Collaboration effects. Perhaps the greatest shortcoming of the h-index is its inability to discriminate between authors that have very different coauthorship patterns [Reference Hirsch46–Reference Schreiber48]. Consider two scientists with similar h indices. The first one is usually the intellectual leader of his/her papers, mostly coauthored with junior researchers, whereas the second one is mostly a junior author on papers coauthored with eminent scientists. Or consider the case where one author always publishes alone whereas the other one routinely publishes with a large number of coauthors. As far as the h-index is concerned, all these scientists are indistinguishable.
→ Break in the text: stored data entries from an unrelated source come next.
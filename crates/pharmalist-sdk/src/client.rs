//! HTTP client for the Pharmalist server.

use crate::error::SdkError;
use crate::ListService;
use async_trait::async_trait;
use pharmalist_domain::{
    AddItemsOutcome, DeleteResponse, DomainKey, ItemBatch, ListDetail, ListId, ListSummary,
    ListUpdate, ListVersion, NewList, NewVersion, NewWorkLog, WorkLog,
};
use pharmalist_llm::{AnswerProvider, LlmError, QueryAnswer, QueryRelay, QueryRequest};
use reqwest::{Method, RequestBuilder};
use serde::de::DeserializeOwned;
use serde::{Deserialize, Serialize};
use std::time::Duration;
use tracing::{debug, error};

/// Request timeout; expiry surfaces as [`SdkError::Timeout`]
pub const DEFAULT_TIMEOUT_SECS: u64 = 15;

/// Response of `GET /health`
#[derive(Debug, Clone, PartialEq, Eq, Deserialize)]
pub struct HealthStatus {
    /// Overall health status
    pub status: String,
    /// Number of stored lists
    pub list_count: usize,
}

/// Pharmalist HTTP client
///
/// Cheap to clone; clones share the connection pool. Every request carries
/// the configured timeout and, if set, a bearer token.
#[derive(Debug, Clone)]
pub struct PharmaClient {
    base_url: String,
    http: reqwest::Client,
    token: Option<String>,
}

impl PharmaClient {
    /// Create a client with the default timeout
    ///
    /// # Errors
    /// Returns error if the HTTP client cannot be built
    pub fn new(base_url: impl Into<String>) -> Result<Self, SdkError> {
        Self::with_timeout(base_url, Duration::from_secs(DEFAULT_TIMEOUT_SECS))
    }

    /// Create a client with a custom request timeout
    ///
    /// # Errors
    /// Returns error if the HTTP client cannot be built
    pub fn with_timeout(base_url: impl Into<String>, timeout: Duration) -> Result<Self, SdkError> {
        let http = reqwest::Client::builder()
            .timeout(timeout)
            .build()
            .map_err(|e| SdkError::ConnectionError(format!("Failed to create HTTP client: {}", e)))?;

        Ok(Self {
            base_url: base_url.into().trim_end_matches('/').to_string(),
            http,
            token: None,
        })
    }

    /// Attach a bearer token to every request
    pub fn with_token(mut self, token: impl Into<String>) -> Self {
        self.token = Some(token.into());
        self
    }

    /// Server base URL
    pub fn base_url(&self) -> &str {
        &self.base_url
    }

    /// Check that the server is up
    pub async fn health(&self) -> Result<HealthStatus, SdkError> {
        self.send(self.request(Method::GET, "/health")).await
    }

    fn request(&self, method: Method, path: &str) -> RequestBuilder {
        let builder = self.http.request(method, format!("{}{}", self.base_url, path));
        match &self.token {
            Some(token) => builder.bearer_auth(token),
            None => builder,
        }
    }

    fn with_body<B: Serialize + ?Sized>(&self, method: Method, path: &str, body: &B) -> RequestBuilder {
        self.request(method, path).json(body)
    }

    async fn send<T: DeserializeOwned>(&self, builder: RequestBuilder) -> Result<T, SdkError> {
        let response = builder.send().await.map_err(|e| {
            let err = SdkError::from(e);
            error!(error = %err, "request failed");
            err
        })?;

        let status = response.status();
        if !status.is_success() {
            let error_text = response
                .text()
                .await
                .unwrap_or_else(|_| "Unknown error".to_string());
            let err = SdkError::from_status(status.as_u16(), &error_text);
            error!(status = status.as_u16(), error = %err, "request rejected");
            return Err(err);
        }

        debug!(status = status.as_u16(), url = %response.url(), "request succeeded");
        Ok(response.json().await?)
    }

    async fn post_query(&self, request: &QueryRequest) -> Result<QueryAnswer, SdkError> {
        self.send(self.with_body(Method::POST, "/query", request)).await
    }
}

#[async_trait]
impl ListService for PharmaClient {
    async fn list(&self, domain: Option<DomainKey>) -> Result<Vec<ListSummary>, SdkError> {
        let path = match domain {
            Some(domain) => format!("/lists?category={}", domain.as_str()),
            None => "/lists".to_string(),
        };
        self.send(self.request(Method::GET, &path)).await
    }

    async fn get(&self, id: ListId) -> Result<ListDetail, SdkError> {
        self.send(self.request(Method::GET, &format!("/lists/{}", id))).await
    }

    async fn create(&self, new_list: NewList) -> Result<ListSummary, SdkError> {
        self.send(self.with_body(Method::POST, "/lists", &new_list)).await
    }

    async fn update(&self, id: ListId, update: ListUpdate) -> Result<ListSummary, SdkError> {
        self.send(self.with_body(Method::PUT, &format!("/lists/{}", id), &update))
            .await
    }

    async fn add_items(&self, id: ListId, batch: ItemBatch) -> Result<AddItemsOutcome, SdkError> {
        self.send(self.with_body(Method::POST, &format!("/lists/{}/items", id), &batch))
            .await
    }

    async fn delete(&self, id: ListId) -> Result<bool, SdkError> {
        let response: DeleteResponse = self
            .send(self.request(Method::DELETE, &format!("/lists/{}", id)))
            .await?;
        Ok(response.success)
    }

    async fn versions(&self, id: ListId) -> Result<Vec<ListVersion>, SdkError> {
        self.send(self.request(Method::GET, &format!("/versions/{}", id)))
            .await
    }

    async fn record_version(&self, version: NewVersion) -> Result<ListVersion, SdkError> {
        self.send(self.with_body(Method::POST, "/versions", &version)).await
    }

    async fn work_logs(&self, id: ListId) -> Result<Vec<WorkLog>, SdkError> {
        self.send(self.request(Method::GET, &format!("/worklogs/{}", id)))
            .await
    }

    async fn add_work_log(&self, entry: NewWorkLog) -> Result<WorkLog, SdkError> {
        self.send(self.with_body(Method::POST, "/worklogs", &entry)).await
    }

    async fn reset(&self) -> Result<Vec<ListSummary>, SdkError> {
        self.send(self.request(Method::POST, "/reset")).await
    }

    async fn ask(&self, request: QueryRequest) -> Result<QueryAnswer, SdkError> {
        // An unreachable server is answered locally like any other provider
        let relay = QueryRelay::new(self.clone());
        Ok(relay.ask(request).await?)
    }
}

#[async_trait]
impl AnswerProvider for PharmaClient {
    async fn answer(&self, request: &QueryRequest) -> Result<QueryAnswer, LlmError> {
        self.post_query(request).await.map_err(|e| match e {
            SdkError::Timeout => LlmError::Timeout,
            SdkError::ConnectionError(msg) => LlmError::Communication(msg),
            SdkError::Decode(msg) => LlmError::InvalidResponse(msg),
            other => LlmError::Other(other.to_string()),
        })
    }
}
Several attempts have been proposed to account for the collaboration effect, including fractionally allocating credit in multi-authored papers [Reference Schreiber48–Reference Galam50], and counting different roles played by each coauthor [Reference Tscharntke, Hochberg and Rand51–Reference Hu, Rousseau and Chen54] by for example differentiating the first and last authorships. Hirsch himself has also repeatedly acknowledged this issue [Reference Hirsch46, Reference Hirsch47], and proposed the hα-index to quantify an individual’s scientific leadership for their collaborative outcomes [Reference Hirsch47]. Among all the papers that contribute to the h-index of a scientist, only those where he or she was the most senior author (the highest h-index among all the coauthors) are counted toward the hα-index. This suggests that a high h-index in conjunction with a high hα/h ratio is a hallmark of scientific leadership [Reference Hirsch47].
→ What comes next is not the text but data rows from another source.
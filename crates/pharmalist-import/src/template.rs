//! Reference CSV files offered for download

use crate::ImportError;
use csv::Writer;
use pharmalist_domain::DomainKey;

/// File name suggested for a downloaded template
pub const SAMPLE_FILE_NAME: &str = "sample_pharma_data.csv";

const PRESCRIBER_HEADERS: &[&str] = &[
    "id",
    "name",
    "designation",
    "specialty",
    "institution",
    "location",
    "phone",
    "email",
    "tier",
    "remarks",
];

const PRESCRIBER_ROWS: &[&[&str]] = &[
    &[
        "DOC001",
        "Dr. Rajesh Kumar",
        "Senior Consultant",
        "Cardiology",
        "Apollo Hospital",
        "Delhi",
        "+91-9876543210",
        "rajesh.kumar@apollo.com",
        "A",
        "Key opinion leader in interventional cardiology",
    ],
    &[
        "DOC002",
        "Dr. Priya Sharma",
        "Head of Department",
        "Neurology",
        "Fortis Healthcare",
        "Mumbai",
        "+91-9876543211",
        "priya.sharma@fortis.com",
        "A",
        "Specializes in stroke management",
    ],
    &[
        "DOC003",
        "Dr. Amit Patel",
        "Consultant",
        "Orthopedics",
        "Max Hospital",
        "Bangalore",
        "+91-9876543212",
        "amit.patel@max.com",
        "B",
        "Sports injury specialist",
    ],
    &[
        "DOC004",
        "Dr. Sneha Reddy",
        "Associate Professor",
        "Oncology",
        "AIIMS",
        "Delhi",
        "+91-9876543213",
        "sneha.reddy@aiims.edu",
        "A",
        "Research focus on breast cancer",
    ],
    &[
        "DOC005",
        "Dr. Vikram Singh",
        "Consultant",
        "Gastroenterology",
        "Medanta",
        "Gurugram",
        "+91-9876543214",
        "vikram.singh@medanta.com",
        "B",
        "Expert in liver diseases",
    ],
];

const ACCOUNT_HEADERS: &[&str] = &["id", "name", "designation", "institution", "location", "influence_level"];

const ACCOUNT_ROWS: &[&[&str]] = &[
    &["ACC001", "Dr. Meera Iyer", "Pharmacy & Therapeutics Chair", "Max Healthcare", "Delhi", "High"],
    &["ACC002", "Mr. Sanjay Gupta", "Procurement Head", "Medanta", "Gurugram", "Medium"],
    &["ACC003", "Ms. Kavita Menon", "Formulary Pharmacist", "Apollo Hospital", "Chennai", "High"],
];

const MARKETING_HEADERS: &[&str] = &["id", "name", "specialty", "email", "channel", "consent"];

const MARKETING_ROWS: &[&[&str]] = &[
    &["MKT001", "Dr. Amit Patel", "Orthopedics", "amit.patel@max.com", "Email", "Yes"],
    &["MKT002", "Dr. Vikram Singh", "Gastroenterology", "vikram.singh@medanta.com", "Webinar", "Yes"],
    &["MKT003", "Dr. Priya Sharma", "Neurology", "priya.sharma@fortis.com", "In-person", "No"],
];

const DATA_HEADERS: &[&str] = &["id", "name", "segment", "source", "last_verified"];

const DATA_ROWS: &[&[&str]] = &[
    &["DAT001", "Dr. Rajesh Kumar", "High Prescriber", "CRM", "2025-01-15"],
    &["DAT002", "Dr. Sneha Reddy", "Emerging Prescriber", "Claims", "2025-02-03"],
    &["DAT003", "Dr. Vikram Singh", "Lapsed", "CRM", "2024-11-20"],
];

/// Domain whose list types include `list_type`
fn domain_of(list_type: &str) -> Option<DomainKey> {
    DomainKey::ALL
        .into_iter()
        .find(|key| key.allows_list_type(list_type))
}

/// Reference CSV for a list type
///
/// The output depends only on the domain the list type belongs to. Unknown
/// list types get the prescriber template.
///
/// # Errors
/// Returns error only if the in-memory writer fails
pub fn sample_template(list_type: &str) -> Result<String, ImportError> {
    let (headers, rows) = match domain_of(list_type) {
        Some(DomainKey::Account) => (ACCOUNT_HEADERS, ACCOUNT_ROWS),
        Some(DomainKey::Marketing) => (MARKETING_HEADERS, MARKETING_ROWS),
        Some(DomainKey::Data) => (DATA_HEADERS, DATA_ROWS),
        Some(DomainKey::Customer) | None => (PRESCRIBER_HEADERS, PRESCRIBER_ROWS),
    };

    let mut writer = Writer::from_writer(Vec::new());
    writer.write_record(headers)?;
    for row in rows {
        writer.write_record(*row)?;
    }
    let bytes = writer
        .into_inner()
        .map_err(|e| ImportError::Template(e.to_string()))?;
    String::from_utf8(bytes).map_err(|e| ImportError::Template(e.to_string()))
}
In addition to these variations of the h-index, there are other metrics to quantify the overall achievement of individual scientists, including the i10-index, used exclusively by Google Scholar , which computes the number of articles with at least 10 citations each; or the SARA method [Reference Radicchi, Fortunato and Markines56], which uses a diffusion algorithm that mimics the spreading of scientific credits on the citation network to quantify an individual’s scientific eminence. Despite the multitude of metrics attempting to correct the shortcomings of the h-index, to date no other bibliometric index has emerged as preferable to the h-index, cementing the status of the h-index as a widely used indicator of scientific achievement.
As we dug deeper into h-index and the voluminous body of work motivated by it, it was easy to forget a perhaps more important point: No scientist’s career can be summarized by a single number. Any metric, no matter how good it is at achieving its stated goal, has limitations that must be recognized before it is used to draw conclusions about a person’s productivity, the quality of her research, or her scientific impact. More importantly, a scientific career is not just about discoveries and citations. Rather, scientists are involved in much broader sets of activities including teaching, mentoring, organizing scientific meetings, reviewing, and serving on editorial boards, to name a few. As we encounter more metrics for scientific eminence, it’s important to keep in mind that, while they may help us understand certain aspects of scientific output, none of them alone can capture the diverse contributions scientists make to our community and society [Reference Abbott, Cyranoski and Jones57, Reference Pavlou and Diamandis58]. Just as Einstein cautioned: “Many of the things you can count, don’t count. Many of the things you can’t count, do count.”
Therefore, we must keep in mind that the h-index is merely a proxy to quantify scientific eminence and achievement. But the problem is, in science, status truly matters, influencing the perception of quality and importance of one’s work. That’s what we will focus on in the next chapter, asking if and when status matters, and by how much.